Will that get it done? Well, just like last year, the Phillies will need help. The Phillies deserve credit or seizing their chance- but let’s face it, a huge part of that chance was that an uninspiring 89 wins was enough.

On paper, the Phillies today are probably the best team in the division. Unfortunately, they are a finished product. The farm system is bereft of immediate trade-able talent- and they ain’t spending. The Mets obviously can spend and no one manages in-season acquisitions like the Braves; I imagine both will close the gap.

The Phillies will play 162 games hard; the Braves will play 162 games right.
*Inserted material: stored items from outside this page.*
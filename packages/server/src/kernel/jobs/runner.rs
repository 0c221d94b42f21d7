//! Run dispatcher for triggered scrapes.
//!
//! The trigger endpoint records a `ScrapingRun` and hands it here; a worker
//! task executes it through the background processor and writes the outcome
//! back onto the run, so callers can poll by id.
//!
//! # Architecture
//!
//! ```text
//! RunDispatcher::submit(sources)
//!     ├─► ScrapingRun::create (pending)
//!     └─► mpsc channel
//!             └─► worker: Semaphore(max_concurrent_runs)
//!                     ├─► mark_running
//!                     ├─► BackgroundProcessor::trigger_scraping
//!                     └─► mark_succeeded / mark_failed
//! ```

use std::collections::HashSet;
use std::sync::{Arc, Mutex};
use std::time::Duration;

use anyhow::{anyhow, Result};
use sqlx::PgPool;
use tokio::sync::{mpsc, Semaphore};
use tokio::task::{JoinError, JoinHandle, JoinSet};
use tokio_util::sync::CancellationToken;
use tracing::{debug, error, info, warn};

use crate::common::ScrapingRunId;
use crate::domains::scraping::ScrapingRun;
use crate::kernel::scheduled_tasks::BackgroundProcessor;

/// Recorded on runs that shutdown kept from finishing
pub const SHUTDOWN_ERROR: &str = "dispatcher shut down";

/// Configuration for the run dispatcher.
#[derive(Debug, Clone)]
pub struct DispatcherConfig {
    /// Runs executing at the same time; the rest wait their turn
    pub max_concurrent_runs: usize,
    /// Submitted runs buffered before `submit` waits
    pub channel_capacity: usize,
    /// How long shutdown waits for in-flight runs
    pub shutdown_grace: Duration,
}

impl Default for DispatcherConfig {
    fn default() -> Self {
        Self {
            max_concurrent_runs: 2,
            channel_capacity: 64,
            shutdown_grace: Duration::from_secs(30),
        }
    }
}

#[derive(Debug)]
struct RunRequest {
    run_id: ScrapingRunId,
    sources: Option<Vec<String>>,
}

/// Accepts triggered runs and executes them in the background.
pub struct RunDispatcher {
    db_pool: PgPool,
    sender: mpsc::Sender<RunRequest>,
    shutdown: CancellationToken,
    worker: Mutex<Option<JoinHandle<()>>>,
}

impl RunDispatcher {
    /// Start the worker task.
    ///
    /// Runs left pending or running by a previous process are failed first,
    /// since nothing will ever pick them up again.
    pub async fn spawn(
        db_pool: PgPool,
        processor: Arc<BackgroundProcessor>,
        config: DispatcherConfig,
    ) -> Result<Self> {
        let abandoned = ScrapingRun::fail_abandoned(&db_pool).await?;
        if abandoned > 0 {
            warn!(count = abandoned, "Failed scraping runs interrupted by restart");
        }

        let (sender, receiver) = mpsc::channel(config.channel_capacity.max(1));
        let shutdown = CancellationToken::new();

        let worker = tokio::spawn(run_worker(
            receiver,
            db_pool.clone(),
            processor,
            config,
            shutdown.clone(),
        ));

        Ok(Self {
            db_pool,
            sender,
            shutdown,
            worker: Mutex::new(Some(worker)),
        })
    }

    /// Record a run and queue it for execution. Returns the pending run.
    pub async fn submit(&self, sources: Option<Vec<String>>) -> Result<ScrapingRun> {
        let run = ScrapingRun::create(sources.as_deref(), &self.db_pool).await?;

        let request = RunRequest {
            run_id: run.id,
            sources,
        };
        if self.sender.send(request).await.is_err() {
            ScrapingRun::mark_failed(run.id, SHUTDOWN_ERROR, &self.db_pool).await?;
            return Err(anyhow!("Run dispatcher is shut down"));
        }

        debug!(run_id = %run.id, "Submitted scraping run");
        Ok(run)
    }

    /// Stop accepting runs and wait for in-flight ones (up to the grace period).
    pub async fn shutdown(&self) {
        self.shutdown.cancel();

        let worker = self
            .worker
            .lock()
            .unwrap_or_else(|e| e.into_inner())
            .take();
        if let Some(worker) = worker {
            if let Err(e) = worker.await {
                error!(error = %e, "Run dispatcher worker panicked");
            }
        }
    }
}

async fn run_worker(
    mut receiver: mpsc::Receiver<RunRequest>,
    db_pool: PgPool,
    processor: Arc<BackgroundProcessor>,
    config: DispatcherConfig,
    shutdown: CancellationToken,
) {
    info!(
        max_concurrent_runs = config.max_concurrent_runs,
        "Run dispatcher starting"
    );

    let semaphore = Arc::new(Semaphore::new(config.max_concurrent_runs.max(1)));
    let mut in_flight = JoinSet::new();
    // Runs spawned and not yet reaped
    let mut unfinished: HashSet<ScrapingRunId> = HashSet::new();

    loop {
        tokio::select! {
            biased;
            _ = shutdown.cancelled() => break,
            request = receiver.recv() => match request {
                Some(request) => {
                    unfinished.insert(request.run_id);
                    in_flight.spawn(execute_run(
                        request,
                        db_pool.clone(),
                        processor.clone(),
                        semaphore.clone(),
                    ));
                }
                None => break,
            },
            Some(joined) = in_flight.join_next(), if !in_flight.is_empty() => {
                reap(joined, &mut unfinished);
            }
        }
    }

    // Submitted but never started
    receiver.close();
    let mut dropped = Vec::new();
    while let Ok(request) = receiver.try_recv() {
        dropped.push(request.run_id);
    }
    fail_runs(&dropped, &db_pool).await;

    let drain = async {
        while let Some(joined) = in_flight.join_next().await {
            reap(joined, &mut unfinished);
        }
    };
    if tokio::time::timeout(config.shutdown_grace, drain).await.is_err() {
        warn!(
            remaining = in_flight.len(),
            "Run dispatcher grace period elapsed, aborting runs"
        );
        in_flight.shutdown().await;
    }

    // Aborted, or panicked before recording an outcome
    let unfinished: Vec<ScrapingRunId> = unfinished.into_iter().collect();
    fail_runs(&unfinished, &db_pool).await;

    info!("Run dispatcher stopped");
}

fn reap(joined: Result<ScrapingRunId, JoinError>, unfinished: &mut HashSet<ScrapingRunId>) {
    match joined {
        Ok(run_id) => {
            unfinished.remove(&run_id);
        }
        Err(e) => error!(error = %e, "Scraping run task panicked"),
    }
}

async fn fail_runs(run_ids: &[ScrapingRunId], db_pool: &PgPool) {
    if run_ids.is_empty() {
        return;
    }
    match ScrapingRun::fail_unfinished(run_ids, SHUTDOWN_ERROR, db_pool).await {
        Ok(count) if count > 0 => warn!(count, "Failed runs cut off by dispatcher shutdown"),
        Ok(_) => {}
        Err(e) => error!(error = %e, "Failed to record runs cut off by shutdown"),
    }
}

async fn execute_run(
    request: RunRequest,
    db_pool: PgPool,
    processor: Arc<BackgroundProcessor>,
    semaphore: Arc<Semaphore>,
) -> ScrapingRunId {
    let run_id = request.run_id;
    let Ok(_permit) = semaphore.acquire_owned().await else {
        return run_id;
    };

    if let Err(e) = ScrapingRun::mark_running(run_id, &db_pool).await {
        error!(run_id = %run_id, error = %e, "Failed to mark run running");
    }

    let outcome = processor.trigger_scraping(request.sources).await;

    let recorded = if outcome.success {
        let results = serde_json::to_value(outcome.results.unwrap_or_default()).unwrap_or_default();
        info!(run_id = %run_id, "Scraping run succeeded");
        ScrapingRun::mark_succeeded(run_id, results, &db_pool).await
    } else {
        let message = outcome.error.unwrap_or_else(|| "unknown error".to_string());
        warn!(run_id = %run_id, error = %message, "Scraping run failed");
        ScrapingRun::mark_failed(run_id, &message, &db_pool).await
    };

    if let Err(e) = recorded {
        error!(run_id = %run_id, error = %e, "Failed to record run outcome");
    }

    run_id
}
I don’t know what the Mets will do for 162 games: populate the disabled list? struggle to score runs?- but I have bad vibe for that team. If you wanted to design a team for total disappointment- old, bad offense in a ball park designed to punish team with bad offenses, prone to injury, a manager with a bull’s eye on him- it could look a lot like New York. The Mets didn’t play .500 ball after August last year. Let’s just say it would behoove them to run away and hide by late summer this year.

I imagine all three will be around at the end- a true blanket finish. Like most tight competitive races between equal teams, it comes down to who is healthy and can get their actual ball-players on the field. Candidly, in that scenario again, you can’t like New York- already struggling with that issue and have health bombs waiting to go off everywhere on the roster.

You’re getting 3-1 on Atlanta to win the East on William Hill; I like that value- and I like them to win narrowly win the division from the Phillies. The Mets to finish a banged up, bloated, disappointing third.